Spanish doctor Miguel Ángel Esteban (right) and his Chinese colleague Liangxue Lai at the Guangzhou Institute of Biomedicine and Health. GIBH

As early as 2020, a team from the University of Minnesota in the USA succeeded in creating human endothelium – the inner layer of blood vessels – in pig embryos. A year later, the same group, led by Mary Garry and Daniel Garry, created 27-day-old pig embryos with humanized muscles. Nephrologist Rafael Matesanz, founder and former director of the National Transplant Organization, emphasizes that this is the first time a human organ has been created in another animal. “It is a conceptually very important and significant step, but it is far from the start of kidney production,” warns the nephrologist.

Matesanz was one of the members of the committee that approved Izpisua’s experiments in Murcia. In his opinion, it is “doubtful” that a trial like the one now being carried out in Guangzhou would be approved in Spain given the possibility that some human cells could colonize the pig embryo’s brain, which has indeed happened. “The big risk is that the cells will go into your central nervous system and create a pig-man. Or that they go to the reproductive system and the same,” he warns. “All of these experiments clearly stem from China, where legislation is much more lax than Spanish or American,” says Matesanz.

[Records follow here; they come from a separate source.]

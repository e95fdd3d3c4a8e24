//! Raw configuration schema (as parsed from TOML) and the validated config

use serde::{Deserialize, Serialize};
use std::time::Duration;

/// Default manifest URL baked into the build
pub const DEFAULT_MANIFEST_URL: &str =
    "https://raw.githubusercontent.com/sectorwatch/data/main/version.json";

/// Default welcome descriptor URL baked into the build
pub const DEFAULT_WELCOME_URL: &str =
    "https://raw.githubusercontent.com/sectorwatch/data/main/welcome.json";

/// Default periodic check interval in seconds
pub const DEFAULT_CHECK_INTERVAL_SECONDS: u64 = 5;

/// Default fetch timeout in seconds
pub const DEFAULT_FETCH_TIMEOUT_SECONDS: u64 = 10;

/// Default break reminder interval in minutes
pub const DEFAULT_REMINDER_INTERVAL_MINUTES: u64 = 120;

/// Raw configuration as parsed from TOML
#[derive(Debug, Clone, Deserialize, Serialize)]
pub struct RawConfig {
    /// Config schema version
    pub config_version: u32,

    /// Manifest locations
    #[serde(default)]
    pub manifest: RawManifestConfig,

    /// Update check settings
    #[serde(default)]
    pub check: RawCheckConfig,

    /// Break reminder settings
    #[serde(default)]
    pub reminder: RawReminderConfig,
}

/// Manifest location settings
#[derive(Debug, Clone, Default, Deserialize, Serialize)]
pub struct RawManifestConfig {
    /// Version manifest URL
    pub url: Option<String>,

    /// Welcome descriptor URL
    pub welcome_url: Option<String>,
}

/// Update check settings
#[derive(Debug, Clone, Default, Deserialize, Serialize)]
pub struct RawCheckConfig {
    /// Seconds between periodic checks
    pub interval_seconds: Option<u64>,

    /// Per-request fetch timeout in seconds
    pub timeout_seconds: Option<u64>,
}

/// Break reminder settings
#[derive(Debug, Clone, Default, Deserialize, Serialize)]
pub struct RawReminderConfig {
    /// Minutes of connected time between break reminders
    pub interval_minutes: Option<u64>,
}

/// Validated configuration ready for use by the monitor
#[derive(Debug, Clone, PartialEq, Eq)]
pub struct MonitorConfig {
    pub manifest_url: String,
    pub welcome_url: String,
    pub check_interval: Duration,
    pub fetch_timeout: Duration,
    pub reminder_interval: Duration,
}

impl MonitorConfig {
    /// Convert from raw config (after validation)
    pub fn from_raw(raw: RawConfig) -> Self {
        Self {
            manifest_url: raw
                .manifest
                .url
                .unwrap_or_else(|| DEFAULT_MANIFEST_URL.to_string()),
            welcome_url: raw
                .manifest
                .welcome_url
                .unwrap_or_else(|| DEFAULT_WELCOME_URL.to_string()),
            check_interval: Duration::from_secs(
                raw.check
                    .interval_seconds
                    .unwrap_or(DEFAULT_CHECK_INTERVAL_SECONDS),
            ),
            fetch_timeout: Duration::from_secs(
                raw.check
                    .timeout_seconds
                    .unwrap_or(DEFAULT_FETCH_TIMEOUT_SECONDS),
            ),
            reminder_interval: Duration::from_secs(
                raw.reminder
                    .interval_minutes
                    .unwrap_or(DEFAULT_REMINDER_INTERVAL_MINUTES)
                    * 60,
            ),
        }
    }
}

impl Default for MonitorConfig {
    fn default() -> Self {
        Self {
            manifest_url: DEFAULT_MANIFEST_URL.to_string(),
            welcome_url: DEFAULT_WELCOME_URL.to_string(),
            check_interval: Duration::from_secs(DEFAULT_CHECK_INTERVAL_SECONDS),
            fetch_timeout: Duration::from_secs(DEFAULT_FETCH_TIMEOUT_SECONDS),
            reminder_interval: Duration::from_secs(DEFAULT_REMINDER_INTERVAL_MINUTES * 60),
        }
    }
}
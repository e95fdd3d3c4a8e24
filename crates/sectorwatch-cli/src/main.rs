//! sectorwatch - sector package update and session monitor
//!
//! This is the main entry point for the sectorwatch CLI.
//! It wires together all the components:
//! - Configuration loading
//! - Console host adapter
//! - HTTP fetcher
//! - The monitor engine, driven by a once-per-second tick loop

use anyhow::{bail, Context, Result};
use clap::{Parser, Subcommand};
use sectorwatch_api::{CheckTrigger, CMD_STATUS, CMD_UPDATE_OPEN};
use sectorwatch_config::{default_config_path, load_or_default};
use sectorwatch_core::Monitor;
use sectorwatch_host_http::{ConsoleHost, HttpFetcher};
use std::path::PathBuf;
use std::sync::Arc;
use std::time::Duration;
use tracing::info;
use tracing_subscriber::EnvFilter;

/// sectorwatch - Sector package update and session monitor
#[derive(Parser, Debug)]
#[command(name = "sectorwatch")]
#[command(about = "Sector package update and session monitor", long_about = None)]
struct Args {
    /// Configuration file path (default: ~/.config/sectorwatch/config.toml)
    #[arg(short, long, default_value_os_t = default_config_path())]
    config: PathBuf,

    /// Loaded sector label (or set SECTORWATCH_LABEL env var)
    #[arg(short = 's', long, env = "SECTORWATCH_LABEL")]
    sector_label: Option<String>,

    /// Treat the session as connected for break reminders
    #[arg(long)]
    connected: bool,

    /// Log level
    #[arg(short, long, default_value = "warn")]
    log_level: String,

    #[command(subcommand)]
    command: CliCommand,
}

#[derive(Subcommand, Debug)]
enum CliCommand {
    /// Run the monitor loop, ticking once per second until interrupted
    Run,
    /// Run one manual update check and exit
    Check,
    /// Print a local/remote version summary and exit
    Status,
    /// Open the advertised download URL and exit
    Open,
    /// Feed one command line to the monitor (e.g. ".sectorwatch-hey")
    Command {
        /// The command line to handle
        line: String,
    },
}

fn main() -> Result<()> {
    let args = Args::parse();

    // Initialize logging
    let filter = EnvFilter::try_from_default_env()
        .unwrap_or_else(|_| EnvFilter::new(&args.log_level));

    tracing_subscriber::fmt()
        .with_env_filter(filter)
        .with_target(true)
        .init();

    info!(
        version = env!("CARGO_PKG_VERSION"),
        "sectorwatch starting"
    );

    let config = load_or_default(&args.config)
        .with_context(|| format!("Failed to load config from {:?}", args.config))?;

    info!(
        config_path = %args.config.display(),
        manifest_url = %config.manifest_url,
        "Configuration loaded"
    );

    let host = Arc::new(ConsoleHost::new(args.sector_label.clone(), args.connected));
    let fetcher = Arc::new(HttpFetcher::new(config.fetch_timeout));
    let mut monitor = Monitor::new(config, host, fetcher);

    match args.command {
        CliCommand::Run => run_loop(&mut monitor),
        CliCommand::Check => {
            monitor
                .check_and_notify(CheckTrigger::Manual)
                .context("Update check failed")?;
            Ok(())
        }
        CliCommand::Status => {
            monitor.handle_command(CMD_STATUS);
            Ok(())
        }
        CliCommand::Open => {
            monitor.handle_command(CMD_UPDATE_OPEN);
            Ok(())
        }
        CliCommand::Command { line } => {
            if !monitor.handle_command(&line) {
                bail!("Unrecognized command: {}", line);
            }
            Ok(())
        }
    }
}

/// Drive the monitor with a wall-clock tick, one per second
fn run_loop(monitor: &mut Monitor) -> Result<()> {
    info!("Entering monitor loop");
    let mut counter: u64 = 0;
    loop {
        monitor.on_timer(counter);
        std::thread::sleep(Duration::from_secs(1));
        counter += 1;
    }
}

The founder of the successful National Transplant Organization believes that “a much more promising avenue” is to produce genetically modified pigs so that their pig organs do not cause rejection in humans. On September 25, 2021, a New York University surgical team successfully transplanted a pig kidney into a brain-dead woman. On January 7, 2022, American David Bennett became the first person to punch a pig’s heart in the chest after surgery at the University of Maryland Medical Center. Bennett died of heart failure two months later, with no apparent symptoms of organ rejection, although the heart was infected with a swine virus.

A 28 day old pig embryo with the outline of a human kidney. Photo provided by GIBH.GIBH

Spanish chemist Marc Güell is one of the founders of eGenesis, one of the American companies that modifies pig DNA to create pig organs for human transplants. Güell also praises the new results. “It could help to better understand where the current frontiers of interspecies chimerism lie. What else will be necessary?” asks the chemist from the Pompeu Fabra University in Barcelona.

Nephrologist Josep Maria Campistol, director general of the Hospital Clínic de Barcelona, ​​also has an influence on all the doors that pig-human embryos open. “They could be an endless source of organs, with the potential to create specific, personalized human organs for certain patients,” he points out. It would be a way to get replacements from a specific person’s cells. Campistol also relies on regenerative medicine. “I am convinced that in the near future we will be able to regenerate chronically diseased kidneys, livers or hearts, restore their function in whole or in part and avoid transplantation,” says the director general of the clinic.

Campistol was one of the co-authors of Izpisua’s 2017 research showing that human cells can implant in a pig embryo. “Another very important element that we are working on is that you can use these pig models to test the usefulness of different therapy strategies before applying them to human patients,” says the nephrologist. “Obviously there’s still a long way to go, but it’s creating some really incredible expectations.”